He worried for a while. About Olivia, then Kathy, then both. Then he let just them counterbalance him. The last couple years had shown him just how badly shit could swing out of order without one, and then the other, and when he had neither at all, well—he needs them both. He knows he needs them both, and he’d settled for “they will tolerate each other.” It seemed reasonable enough.

He’s… not sure if this is better or worse.

(Post-Paternity.)

Notes:

(See the end of the work for notes.)

Work Text:

It’s been a week since his son was born and Elliot hasn’t gotten much sleep. He knows that this is normal. He also knows that he has done this literally three times before, and that the twins felt like quadruplets, but Jesus. He’s getting old.

Cragen tries to help him out as much as he can, waves him home when possible, leaving John to crow loudly about preferential treatment as he’s stuck burning the midnight oil, but Elliot knows it’s just talk. All of them have shoved him out the door at a reasonable time for the past seven days, even Fin, and he’s grateful for it. He’s had dinner with his brooding teenagers and wife and newborn and he’s grateful. Exhausted, but grateful.

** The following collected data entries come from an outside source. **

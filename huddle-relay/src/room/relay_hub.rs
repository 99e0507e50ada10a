use crate::room::room_members::{Member, Outbound, RoomMembers};
use dashmap::DashMap;
use huddle_core::{EnvelopeKind, PeerId, RoomId, SignalingEnvelope};
use std::sync::Arc;
use std::sync::atomic::{AtomicU64, Ordering};
use tracing::{debug, info, warn};

/// Proof that a connection registered `peer_id` in `room_id`.
///
/// A peer that reconnects gets a new `connection_id`; operations made with a
/// stale registration are ignored.
#[derive(Debug, Clone, PartialEq, Eq)]
pub struct Registration {
    pub room_id: RoomId,
    pub peer_id: PeerId,
    connection_id: u64,
}

#[derive(Default)]
struct HubInner {
    rooms: DashMap<RoomId, RoomMembers>,
    next_connection_id: AtomicU64,
}

/// Room-scoped signaling broker.
///
/// Forwards envelopes between the peers registered in a room and emits
/// JOIN/LEAVE membership envelopes. Delivery is fire-and-forget.
#[derive(Clone, Default)]
pub struct RelayHub {
    inner: Arc<HubInner>,
}

impl RelayHub {
    pub fn new() -> Self {
        Self::default()
    }

    pub fn register(&self, room_id: RoomId, peer_id: PeerId, outbound: Outbound) -> Registration {
        let connection_id = self.inner.next_connection_id.fetch_add(1, Ordering::Relaxed);

        let mut room = self.inner.rooms.entry(room_id.clone()).or_default();
        if room
            .insert(peer_id.clone(), Member::new(connection_id, outbound))
            .is_some()
        {
            info!("Peer {} reconnected to room '{}'", peer_id, room_id);
        } else {
            info!("Peer {} joined room '{}'", peer_id, room_id);
        }

        let announced = room.broadcast_except(&peer_id, &SignalingEnvelope::join(peer_id.clone()));
        debug!("JOIN from {} announced to {} member(s)", peer_id, announced);

        Registration {
            room_id,
            peer_id,
            connection_id,
        }
    }

    /// Forward an envelope sent by the registered connection.
    pub fn route(&self, registration: &Registration, mut envelope: SignalingEnvelope) {
        if envelope.from != registration.peer_id {
            warn!(
                "Envelope from {} claimed to be from {}; rewriting sender",
                registration.peer_id, envelope.from
            );
            envelope.from = registration.peer_id.clone();
        }

        match envelope.kind {
            EnvelopeKind::Join => {
                debug!("Ignoring JOIN from {}: membership is implicit", envelope.from);
                return;
            }
            EnvelopeKind::Leave => {
                self.unregister(registration);
                return;
            }
            _ => {}
        }

        let Some(room) = self.inner.rooms.get(&registration.room_id) else {
            debug!("Room '{}' no longer exists", registration.room_id);
            return;
        };
        if !room.is_current(&registration.peer_id, registration.connection_id) {
            debug!(
                "Dropping {} from replaced connection of {}",
                envelope.kind, registration.peer_id
            );
            return;
        }

        match envelope.to.clone() {
            Some(to) if to == registration.peer_id => {
                debug!("Dropping {} addressed to its own sender", envelope.kind);
            }
            Some(to) => {
                let kind = envelope.kind;
                if !room.deliver(&to, envelope) {
                    debug!(
                        "Dropping {} from {} to departed peer {}",
                        kind, registration.peer_id, to
                    );
                }
            }
            None => {
                room.broadcast_except(&registration.peer_id, &envelope);
            }
        }
    }

    /// Remove the registration and announce LEAVE. Returns false when it was
    /// already removed or replaced by a newer connection.
    pub fn unregister(&self, registration: &Registration) -> bool {
        let removed = {
            let Some(mut room) = self.inner.rooms.get_mut(&registration.room_id) else {
                return false;
            };
            if !room.remove_connection(&registration.peer_id, registration.connection_id) {
                return false;
            }
            room.broadcast_except(
                &registration.peer_id,
                &SignalingEnvelope::leave(registration.peer_id.clone()),
            );
            true
        };

        if self
            .inner
            .rooms
            .remove_if(&registration.room_id, |_, room| room.is_empty())
            .is_some()
        {
            info!("Room '{}' is empty, dropped", registration.room_id);
        }

        info!(
            "Peer {} left room '{}'",
            registration.peer_id, registration.room_id
        );
        removed
    }

    pub fn members(&self, room_id: &RoomId) -> Vec<PeerId> {
        self.inner
            .rooms
            .get(room_id)
            .map(|room| room.peer_ids())
            .unwrap_or_default()
    }

    pub fn room_count(&self) -> usize {
        self.inner.rooms.len()
    }
}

He wakes to a gentle shake of his arm from a familiar hand. He’s propped up against the headboard, one of the nightstand lamps warming the room with a low splash of light.

“S’the baby?” he asks, already starting to throw off covers he only managed to tug over one leg before passing out.

“No,” Kathy says around a smile, though it’s wan. He blinks hard, rubbing at his neck and leaning forward with a sort of grunt that Lizzie calls “the most Dad sound I’ve ever heard. It’s like you’re groaning, but also Chewbacca, but also dying.”

“Mm. You just saving me from myself with this neck then, honey?”

When Kathy doesn’t answer his brow furrows and he glances over. “What, I’m not funny at—” he squints at the clock past her shoulder, “2am anymore?”

Kathy’s lips twitch, but the smile falls and her face goes serious.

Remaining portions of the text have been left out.